To encourage systematic migration to electronic payments, BNM has set targets in the Financial Sector Blueprint to reduce the number of cheques processed per year by half, to 100m in 2020 from 204m in 2012, he added.
At the same time, there are also targets to increase the number of PoS terminals to 25 units per 1,000 inhabitants from nine in 2012 and to increase e-payment transactions per capita to 200 by 2020 from 56 in 2012, said Muhammad.
Only by migrating from cheques and cash to electronic payments could Malaysia achieve further cost savings and efficiency gains.
“Another notable achievement in the country’s payment system infrastructure is in the migration from magnetic stripe payment cards to chip payment cards, where Malaysia is the first country in Asia-Pacific to do so,” said Muhammad.

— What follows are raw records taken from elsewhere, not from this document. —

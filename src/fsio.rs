//! Durable file writes.
//!
//! Everything a later stage reads back (sprites, bundles, templates) goes
//! through [`write_synced`]: the bytes are written, flushed and fsynced
//! before the call returns, so a stage that has returned has its output on
//! disk. The archiver's directory scan depends on this.

use std::fs;
use std::io::{self, Write};
use std::path::Path;

/// Write `content` to `path`, creating parent directories, then fsync.
pub fn write_synced(path: &Path, content: &[u8]) -> io::Result<()> {
    if let Some(parent) = path.parent() {
        fs::create_dir_all(parent)?;
    }
    let mut file = fs::File::create(path)?;
    file.write_all(content)?;
    file.flush()?;
    file.sync_all()
}

/// Copy `src` to `dst`, creating parent directories. Returns bytes copied.
pub fn copy_file(src: &Path, dst: &Path) -> io::Result<u64> {
    if let Some(parent) = dst.parent() {
        fs::create_dir_all(parent)?;
    }
    fs::copy(src, dst)
}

While the migration costs banks about MYR200m, the industry move has proved beneficial as the savings in terms of potential fraud avoidance offset the cost in around two-and-a-half years
With a safer payment card infrastructure, Muhammad said tourists have increased their spending via credit cards in Malaysia to MYR7.7bn in 2012 from MYR4.7bn in 2006, recording a growth of 9% per year.
“Research has suggested that a successful migration to e-payments has the potential to drive further efficiency gains and cost savings of about 1% of gross domestic product [GDP] annually,” said Muhammad
“But to realise these benefits, we require more enhancements in payment infrastructure and a change of behaviour from users of payment systems.”